A solução é organizar coletivamente. Voltemos à John Deere e à forma como a empresa tentou privar os proprietários de tratores do direito de consertar suas máquinas. Há muito a aprender com os agricultores que se uniram aos hackers para resistir aos “abusos de poder inteligente”.

Depois de opondo-se ao seu direito de campanha de reparação durante anos, no início de 2023 a John Deere cedeu e autorizou agricultores e pecuaristas a consertar seus próprios tratores. Mas só depois que os participantes de uma convenção de hackers descobriram como fazer o “jailbreak” do código que estava bloqueando agricultores e engenheiros.

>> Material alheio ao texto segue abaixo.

use crate::config::RateLimitConfig;
use crate::error::GatewayError;
use crate::proxy::context::RequestContext;
use dashmap::DashMap;
use http::StatusCode;
use std::borrow::Cow;
use std::net::IpAddr;
use std::sync::atomic::{AtomicU64, Ordering};
use std::sync::{Arc, Weak};
use std::time::{Duration, Instant};
use tokio::sync::Mutex;

use super::FilterResult;

/// Keys idle for longer than this are dropped by the GC task.
const IDLE_EXPIRY: Duration = Duration::from_secs(300);
const GC_INTERVAL: Duration = Duration::from_secs(60);
/// Hard cap on tracked keys; the least recently used beyond it are dropped.
const MAX_KEYS: usize = 100_000;

#[derive(Debug, Clone, Copy, PartialEq)]
enum Policy {
    /// `capacity` tokens, refilled continuously at `refill_per_sec`.
    TokenBucket { capacity: f64, refill_per_sec: f64 },
    /// At most `limit` requests per `window`, with the previous window
    /// weighted in so a boundary does not admit two full windows at once.
    SlidingWindow { limit: u64, window: Duration },
}

#[derive(Debug, Clone, Copy, PartialEq, Eq)]
enum KeySource {
    Route,
    RemoteAddr,
    Uri,
    HostUri,
}

/// Per-route request limiter, compiled once from the route's filter config.
///
/// Each key owns a meter behind its own `tokio::sync::Mutex`, so callers
/// for different keys never contend and callers for the same key see each
/// other's consumption in order.
pub struct RateLimiter {
    policy: Policy,
    key: KeySource,
    rejected: StatusCode,
    meters: DashMap<String, Arc<KeyMeter>>,
    epoch: Instant,
}

struct KeyMeter {
    state: Mutex<Meter>,
    /// Milliseconds since the limiter's epoch, read by GC without the lock.
    touched_ms: AtomicU64,
}

enum Meter {
    Bucket {
        tokens: f64,
        last_refill: Instant,
    },
    Window {
        current: u64,
        previous: u64,
        started: Instant,
    },
}

impl RateLimiter {
    pub fn from_config(config: &RateLimitConfig) -> Result<Self, String> {
        let policy = match config.mode.as_str() {
            "req" => {
                let rate = config.rate.unwrap_or(100.0);
                if rate.is_nan() || rate <= 0.0 {
                    return Err(format!("rate_limit rate must be positive, got {}", rate));
                }
                let capacity = config.burst.map_or(rate, |b| b as f64).max(1.0);
                Policy::TokenBucket {
                    capacity,
                    refill_per_sec: rate,
                }
            }
            "count" | "sliding_window" => {
                let limit = config.count.unwrap_or(1000);
                let window_secs = config.time_window.unwrap_or(1);
                if limit == 0 || window_secs == 0 {
                    return Err("rate_limit count and time_window must be > 0".into());
                }
                Policy::SlidingWindow {
                    limit,
                    window: Duration::from_secs(window_secs),
                }
            }
            other => return Err(format!("unknown rate_limit mode '{}'", other)),
        };

        let key = match config.key.as_str() {
            "route" => KeySource::Route,
            "remote_addr" => KeySource::RemoteAddr,
            "uri" => KeySource::Uri,
            "host_uri" => KeySource::HostUri,
            other => return Err(format!("unknown rate_limit key '{}'", other)),
        };

        let rejected = StatusCode::from_u16(config.rejected_code)
            .map_err(|_| format!("invalid rate_limit rejected_code {}", config.rejected_code))?;

        Ok(Self {
            policy,
            key,
            rejected,
            meters: DashMap::new(),
            epoch: Instant::now(),
        })
    }

    pub fn mode(&self) -> &'static str {
        match self.policy {
            Policy::TokenBucket { .. } => "req",
            Policy::SlidingWindow { .. } => "count",
        }
    }

    /// Consume one unit for `key`. Returns `false` when the key is over its
    /// limit.
    pub async fn check(&self, key: &str) -> bool {
        let now = Instant::now();
        let meter = self.meter(key, now);
        meter
            .touched_ms
            .store(self.millis_since_epoch(now), Ordering::Relaxed);

        let mut state = meter.state.lock().await;
        state.try_consume(self.policy, Instant::now())
    }

    /// The bucket key for a request, per the configured key source.
    fn key_for<'a>(&self, ctx: &'a RequestContext) -> Cow<'a, str> {
        request_key(
            self.key,
            &ctx.route_id,
            &ctx.host,
            &ctx.uri_path,
            &ctx.client_ip,
        )
    }

    fn meter(&self, key: &str, now: Instant) -> Arc<KeyMeter> {
        if let Some(meter) = self.meters.get(key) {
            return meter.value().clone();
        }
        self.meters
            .entry(key.to_string())
            .or_insert_with(|| {
                Arc::new(KeyMeter {
                    state: Mutex::new(Meter::fresh(self.policy, now)),
                    touched_ms: AtomicU64::new(self.millis_since_epoch(now)),
                })
            })
            .clone()
    }

    fn millis_since_epoch(&self, now: Instant) -> u64 {
        now.saturating_duration_since(self.epoch).as_millis() as u64
    }

    /// Spawn the idle-key GC. The task holds only a weak reference and exits
    /// once the route table that owns this limiter is replaced. No-op outside
    /// a tokio runtime.
    pub fn start_gc(self: &Arc<Self>) {
        let Ok(handle) = tokio::runtime::Handle::try_current() else {
            return;
        };
        let weak: Weak<Self> = Arc::downgrade(self);
        handle.spawn(async move {
            let mut interval = tokio::time::interval(GC_INTERVAL);
            interval.tick().await;
            loop {
                interval.tick().await;
                let Some(limiter) = weak.upgrade() else { break };
                limiter.collect_idle(Instant::now());
            }
        });
    }

    fn collect_idle(&self, now: Instant) {
        let now_ms = self.millis_since_epoch(now);
        let expiry_ms = IDLE_EXPIRY.as_millis() as u64;
        self.meters
            .retain(|_, m| now_ms.saturating_sub(m.touched_ms.load(Ordering::Relaxed)) < expiry_ms);

        let overflow = self.meters.len().saturating_sub(MAX_KEYS);
        if overflow == 0 {
            return;
        }
        let mut by_age: Vec<(String, u64)> = self
            .meters
            .iter()
            .map(|m| (m.key().clone(), m.touched_ms.load(Ordering::Relaxed)))
            .collect();
        by_age.sort_unstable_by_key(|(_, touched)| *touched);
        for (key, _) in by_age.into_iter().take(overflow) {
            self.meters.remove(&key);
        }
        tracing::debug!("filter: rate_limit: dropped {} keys over cap", overflow);
    }

    #[cfg(test)]
    fn tracked_keys(&self) -> usize {
        self.meters.len()
    }
}

impl Meter {
    fn fresh(policy: Policy, now: Instant) -> Self {
        match policy {
            Policy::TokenBucket { capacity, .. } => Meter::Bucket {
                tokens: capacity,
                last_refill: now,
            },
            Policy::SlidingWindow { .. } => Meter::Window {
                current: 0,
                previous: 0,
                started: now,
            },
        }
    }

    fn try_consume(&mut self, policy: Policy, now: Instant) -> bool {
        match (self, policy) {
            (
                Meter::Bucket {
                    tokens,
                    last_refill,
                },
                Policy::TokenBucket {
                    capacity,
                    refill_per_sec,
                },
            ) => {
                let elapsed = now.saturating_duration_since(*last_refill).as_secs_f64();
                *tokens = (*tokens + elapsed * refill_per_sec).min(capacity);
                *last_refill = now;
                if *tokens >= 1.0 {
                    *tokens -= 1.0;
                    true
                } else {
                    false
                }
            }
            (
                Meter::Window {
                    current,
                    previous,
                    started,
                },
                Policy::SlidingWindow { limit, window },
            ) => {
                let mut into = now.saturating_duration_since(*started);
                if into >= window {
                    // One full idle window empties the carried-over count.
                    *previous = if into >= window * 2 { 0 } else { *current };
                    *current = 0;
                    let skipped = (into.as_nanos() / window.as_nanos()) as u32;
                    *started += window * skipped;
                    into = now.saturating_duration_since(*started);
                }
                let carried = 1.0 - into.as_secs_f64() / window.as_secs_f64();
                let estimate = (*previous as f64 * carried) as u64 + *current;
                if estimate < limit {
                    *current += 1;
                    true
                } else {
                    false
                }
            }
            _ => false,
        }
    }
}

/// - `Route`: one counter for the whole route
/// - `RemoteAddr`: per client IP
/// - `Uri`: per request path
/// - `HostUri`: per host and path
fn request_key<'a>(
    source: KeySource,
    route_id: &'a str,
    host: &'a str,
    uri: &'a str,
    client_ip: &IpAddr,
) -> Cow<'a, str> {
    match source {
        KeySource::Route => Cow::Borrowed(route_id),
        KeySource::RemoteAddr => Cow::Owned(client_ip.to_string()),
        KeySource::Uri => Cow::Borrowed(uri),
        KeySource::HostUri => {
            let mut s = String::with_capacity(host.len() + uri.len());
            s.push_str(host);
            s.push_str(uri);
            Cow::Owned(s)
        }
    }
}

pub(super) async fn rate_limit_on_request(
    limiter: &RateLimiter,
    ctx: &mut RequestContext,
) -> FilterResult {
    let key = limiter.key_for(ctx);
    let allowed = limiter.check(&key).await;

    if !allowed {
        tracing::debug!(
            "filter: rate_limit: rejected, route={}, key={}",
            ctx.route_id,
            key
        );
        metrics::counter!(
            "waypoint_rate_limit_rejected_total",
            "route" => ctx.route_id.clone(),
            "mode" => limiter.mode(),
        )
        .increment(1);

        let mut resp = ctx.error_response(&GatewayError::RateLimited);
        *resp.status_mut() = limiter.rejected;
        return FilterResult::Reject(resp);
    }

    metrics::counter!(
        "waypoint_rate_limit_allowed_total",
        "route" => ctx.route_id.clone(),
        "mode" => limiter.mode(),
    )
    .increment(1);
    FilterResult::Continue
}
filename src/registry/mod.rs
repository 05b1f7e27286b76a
pub mod clock;
pub mod ledger;
pub mod monitor;

pub use clock::{system_clock, Clock, ManualClock, SharedClock, SystemClock};
pub use ledger::{
    InstanceLedger, InstanceStatus, InstanceView, RegistryEvent, ServiceInstance, MAX_LEASE,
};
pub use monitor::{LeaseMonitor, MonitorSettings, SweepOutcome};
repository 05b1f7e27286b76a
pub mod circuit_breaker;
pub mod loadbalance;

pub use circuit_breaker::{BreakerBank, BreakerCheck, BreakerPermit, BreakerState, BreakerView};
pub use loadbalance::{LbPolicy, LoadBalancer, Selection};
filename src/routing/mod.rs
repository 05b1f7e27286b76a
mod header;
mod pattern;
mod table;

pub use header::{CompiledHeaderMatcher, HeaderMatchType};
pub use pattern::PathPattern;
pub use table::{CompiledRoute, OverlapPolicy, RouteMatch, RouteTable};
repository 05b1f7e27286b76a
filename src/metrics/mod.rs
mod registry;

pub use registry::Metrics;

Em todo o mundo, grupos de cientistas da computação, ativistas dos direitos digitais e cidadãos estão criando cooperativas e movimentos liderados por cidadãos. Eles são motivados por aspectos parcialmente diferentes mas metas sobrepostas por exemplo, tornando a IoT mais aberta e diversificada.

Os grandes trabalhadores da tecnologia estão a agir colectivamente para evitar utilizações antiéticas da tecnologia dos seus empregadores. Por exemplo, em 2020, funcionários do Google lutou para impedir a decisão da empresa de fornecer sua IA às agências de aplicação da lei, apesar do falhas de reconhecimento facial, que muitas vezes racismo perpetuado e outras formas de discriminação.

Podemos vencer a luta contra o poder inteligente através de alianças entre estes colectivos.A Conversação

Guido Noto La Diega, Cátedra de Direito de Propriedade Intelectual e Tecnologia, Universidade de Stirling

Este artigo foi republicado a partir de A Conversação sob uma licença Creative Commons. Leia o artigo original.